Instructions for the task.
Pick out every line of the entries below where "SpacesSettings" occurs, and copy those lines.

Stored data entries
------------
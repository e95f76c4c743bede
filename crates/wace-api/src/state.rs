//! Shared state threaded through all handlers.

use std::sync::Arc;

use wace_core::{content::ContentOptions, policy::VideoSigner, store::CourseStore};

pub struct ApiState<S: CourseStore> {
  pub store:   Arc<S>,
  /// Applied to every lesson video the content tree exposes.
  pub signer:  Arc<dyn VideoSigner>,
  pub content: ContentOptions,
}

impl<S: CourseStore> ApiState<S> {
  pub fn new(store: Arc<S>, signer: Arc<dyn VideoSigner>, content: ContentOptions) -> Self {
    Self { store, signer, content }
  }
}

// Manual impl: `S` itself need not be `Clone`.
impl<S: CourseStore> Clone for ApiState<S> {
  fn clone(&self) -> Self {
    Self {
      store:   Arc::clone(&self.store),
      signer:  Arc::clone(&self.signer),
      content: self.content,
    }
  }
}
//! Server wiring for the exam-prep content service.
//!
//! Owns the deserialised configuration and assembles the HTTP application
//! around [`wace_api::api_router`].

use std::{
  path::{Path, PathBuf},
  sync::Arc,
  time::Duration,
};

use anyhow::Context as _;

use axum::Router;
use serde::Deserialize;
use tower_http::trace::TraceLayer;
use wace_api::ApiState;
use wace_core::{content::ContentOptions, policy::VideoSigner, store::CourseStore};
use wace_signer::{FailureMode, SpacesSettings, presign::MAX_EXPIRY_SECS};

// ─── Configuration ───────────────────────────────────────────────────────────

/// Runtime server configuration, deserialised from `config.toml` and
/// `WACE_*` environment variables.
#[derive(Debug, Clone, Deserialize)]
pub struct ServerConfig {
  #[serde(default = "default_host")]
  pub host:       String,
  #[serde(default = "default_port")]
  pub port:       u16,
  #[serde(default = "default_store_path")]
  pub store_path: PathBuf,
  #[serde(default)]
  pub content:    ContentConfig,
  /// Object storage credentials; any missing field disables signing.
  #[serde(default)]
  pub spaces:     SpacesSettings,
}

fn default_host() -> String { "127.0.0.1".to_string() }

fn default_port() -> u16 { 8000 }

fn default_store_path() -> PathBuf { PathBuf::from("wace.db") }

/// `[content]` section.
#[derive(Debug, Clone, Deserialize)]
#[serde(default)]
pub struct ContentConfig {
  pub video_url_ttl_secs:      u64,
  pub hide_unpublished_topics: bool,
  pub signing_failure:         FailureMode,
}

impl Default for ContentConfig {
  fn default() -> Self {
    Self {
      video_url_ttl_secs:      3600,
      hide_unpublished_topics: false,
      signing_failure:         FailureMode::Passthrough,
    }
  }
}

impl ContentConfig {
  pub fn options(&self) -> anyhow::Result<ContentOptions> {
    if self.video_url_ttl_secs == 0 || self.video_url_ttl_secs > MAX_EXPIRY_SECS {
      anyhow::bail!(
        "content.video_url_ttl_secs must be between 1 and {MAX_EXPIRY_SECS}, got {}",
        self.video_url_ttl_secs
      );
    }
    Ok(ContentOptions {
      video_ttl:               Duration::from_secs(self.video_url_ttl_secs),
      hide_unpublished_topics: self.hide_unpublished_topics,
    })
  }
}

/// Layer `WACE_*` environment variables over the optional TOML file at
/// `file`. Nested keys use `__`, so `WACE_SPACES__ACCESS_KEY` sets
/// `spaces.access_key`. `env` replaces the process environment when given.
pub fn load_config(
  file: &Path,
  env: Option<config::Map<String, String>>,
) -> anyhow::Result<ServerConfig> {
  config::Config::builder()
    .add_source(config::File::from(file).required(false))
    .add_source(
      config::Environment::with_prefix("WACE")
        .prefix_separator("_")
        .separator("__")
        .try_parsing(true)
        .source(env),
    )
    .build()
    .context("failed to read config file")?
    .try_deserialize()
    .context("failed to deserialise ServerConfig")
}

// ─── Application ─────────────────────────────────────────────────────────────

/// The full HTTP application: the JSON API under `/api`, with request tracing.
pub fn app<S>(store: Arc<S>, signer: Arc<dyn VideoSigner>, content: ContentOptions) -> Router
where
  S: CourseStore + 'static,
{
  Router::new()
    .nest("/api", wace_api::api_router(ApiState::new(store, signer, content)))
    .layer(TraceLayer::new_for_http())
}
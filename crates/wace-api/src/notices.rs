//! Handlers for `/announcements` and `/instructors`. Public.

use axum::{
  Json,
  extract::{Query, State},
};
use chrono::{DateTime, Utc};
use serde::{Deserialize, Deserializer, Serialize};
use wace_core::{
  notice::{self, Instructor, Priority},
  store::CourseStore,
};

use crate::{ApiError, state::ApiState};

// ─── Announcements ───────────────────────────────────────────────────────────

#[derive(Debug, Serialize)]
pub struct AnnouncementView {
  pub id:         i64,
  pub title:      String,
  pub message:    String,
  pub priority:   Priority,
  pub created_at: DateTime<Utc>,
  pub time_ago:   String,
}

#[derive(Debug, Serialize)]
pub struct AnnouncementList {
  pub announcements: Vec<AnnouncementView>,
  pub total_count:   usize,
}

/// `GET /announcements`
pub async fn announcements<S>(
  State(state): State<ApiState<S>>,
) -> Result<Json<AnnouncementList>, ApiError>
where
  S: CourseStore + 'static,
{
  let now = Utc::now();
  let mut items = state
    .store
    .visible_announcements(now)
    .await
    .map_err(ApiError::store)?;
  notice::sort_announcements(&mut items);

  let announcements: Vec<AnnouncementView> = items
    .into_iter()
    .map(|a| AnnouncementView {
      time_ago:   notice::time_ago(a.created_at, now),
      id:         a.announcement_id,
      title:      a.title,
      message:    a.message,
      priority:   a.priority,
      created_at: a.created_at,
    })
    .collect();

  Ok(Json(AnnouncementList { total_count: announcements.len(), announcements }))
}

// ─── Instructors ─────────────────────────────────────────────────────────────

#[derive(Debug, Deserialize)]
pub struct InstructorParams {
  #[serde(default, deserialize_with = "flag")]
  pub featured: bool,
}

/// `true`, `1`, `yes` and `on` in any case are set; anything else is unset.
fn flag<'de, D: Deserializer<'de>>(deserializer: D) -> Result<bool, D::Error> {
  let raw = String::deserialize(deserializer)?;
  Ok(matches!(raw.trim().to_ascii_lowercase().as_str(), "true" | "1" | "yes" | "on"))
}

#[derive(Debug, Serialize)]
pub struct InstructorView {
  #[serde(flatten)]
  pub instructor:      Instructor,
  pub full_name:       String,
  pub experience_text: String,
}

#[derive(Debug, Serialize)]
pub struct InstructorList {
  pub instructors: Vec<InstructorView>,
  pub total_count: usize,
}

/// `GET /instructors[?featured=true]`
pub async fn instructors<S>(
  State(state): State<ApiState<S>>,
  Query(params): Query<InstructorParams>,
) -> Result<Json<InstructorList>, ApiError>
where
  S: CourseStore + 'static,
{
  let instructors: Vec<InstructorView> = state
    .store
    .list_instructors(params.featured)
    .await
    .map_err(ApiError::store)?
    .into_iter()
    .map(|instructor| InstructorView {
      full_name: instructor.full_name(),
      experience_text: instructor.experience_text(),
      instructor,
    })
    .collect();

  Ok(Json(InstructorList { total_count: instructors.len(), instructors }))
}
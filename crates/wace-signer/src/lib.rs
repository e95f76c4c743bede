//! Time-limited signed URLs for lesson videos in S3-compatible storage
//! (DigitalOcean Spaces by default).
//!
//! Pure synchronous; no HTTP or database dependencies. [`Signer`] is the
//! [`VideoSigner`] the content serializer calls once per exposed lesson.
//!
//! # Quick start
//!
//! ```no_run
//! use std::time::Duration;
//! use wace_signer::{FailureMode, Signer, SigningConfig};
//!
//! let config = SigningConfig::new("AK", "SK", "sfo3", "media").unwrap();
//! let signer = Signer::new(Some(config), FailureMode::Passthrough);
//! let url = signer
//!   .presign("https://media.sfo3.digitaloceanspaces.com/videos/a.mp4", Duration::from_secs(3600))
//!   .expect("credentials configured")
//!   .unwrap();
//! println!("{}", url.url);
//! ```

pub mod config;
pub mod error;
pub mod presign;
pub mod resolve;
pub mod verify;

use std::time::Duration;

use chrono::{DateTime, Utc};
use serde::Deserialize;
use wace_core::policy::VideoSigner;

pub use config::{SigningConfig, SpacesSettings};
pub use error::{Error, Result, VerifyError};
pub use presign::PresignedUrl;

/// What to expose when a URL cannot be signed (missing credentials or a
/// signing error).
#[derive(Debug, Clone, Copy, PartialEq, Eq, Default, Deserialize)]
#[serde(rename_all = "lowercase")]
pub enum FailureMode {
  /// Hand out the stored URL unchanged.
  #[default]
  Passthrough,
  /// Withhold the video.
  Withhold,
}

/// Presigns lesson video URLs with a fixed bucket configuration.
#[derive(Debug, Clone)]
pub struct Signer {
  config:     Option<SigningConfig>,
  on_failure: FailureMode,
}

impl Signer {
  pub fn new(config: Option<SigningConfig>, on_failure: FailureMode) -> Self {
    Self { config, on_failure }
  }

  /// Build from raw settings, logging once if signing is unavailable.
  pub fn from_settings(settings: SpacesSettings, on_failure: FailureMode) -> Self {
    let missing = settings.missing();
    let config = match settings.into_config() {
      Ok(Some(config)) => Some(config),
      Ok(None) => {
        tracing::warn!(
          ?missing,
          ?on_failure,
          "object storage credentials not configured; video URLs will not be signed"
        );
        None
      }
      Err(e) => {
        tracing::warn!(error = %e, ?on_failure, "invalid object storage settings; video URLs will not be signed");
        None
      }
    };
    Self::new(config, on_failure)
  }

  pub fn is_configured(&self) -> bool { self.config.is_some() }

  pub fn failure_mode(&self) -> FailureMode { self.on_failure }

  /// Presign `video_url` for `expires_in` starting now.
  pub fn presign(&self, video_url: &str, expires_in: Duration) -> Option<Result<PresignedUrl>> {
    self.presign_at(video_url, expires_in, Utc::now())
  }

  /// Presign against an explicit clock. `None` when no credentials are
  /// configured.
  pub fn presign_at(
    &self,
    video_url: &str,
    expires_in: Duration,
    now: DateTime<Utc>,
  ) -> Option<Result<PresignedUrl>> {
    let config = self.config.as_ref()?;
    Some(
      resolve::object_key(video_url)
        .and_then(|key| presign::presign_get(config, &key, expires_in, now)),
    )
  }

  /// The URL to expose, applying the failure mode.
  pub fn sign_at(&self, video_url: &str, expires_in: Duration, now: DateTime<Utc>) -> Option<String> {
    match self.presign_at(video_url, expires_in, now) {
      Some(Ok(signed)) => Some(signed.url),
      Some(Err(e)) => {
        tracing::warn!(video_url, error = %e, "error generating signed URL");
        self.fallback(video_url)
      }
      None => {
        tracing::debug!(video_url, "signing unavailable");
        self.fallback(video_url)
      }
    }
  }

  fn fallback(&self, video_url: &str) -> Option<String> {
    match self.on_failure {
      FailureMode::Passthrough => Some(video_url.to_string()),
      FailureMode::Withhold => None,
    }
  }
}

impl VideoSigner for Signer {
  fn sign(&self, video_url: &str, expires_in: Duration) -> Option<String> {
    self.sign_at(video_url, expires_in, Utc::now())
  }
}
------------
Result for this exercise.
use wace_signer::{FailureMode, SpacesSettings, presign::MAX_EXPIRY_SECS};
  pub spaces:     SpacesSettings,
pub use config::{SigningConfig, SpacesSettings};
  pub fn from_settings(settings: SpacesSettings, on_failure: FailureMode) -> Self {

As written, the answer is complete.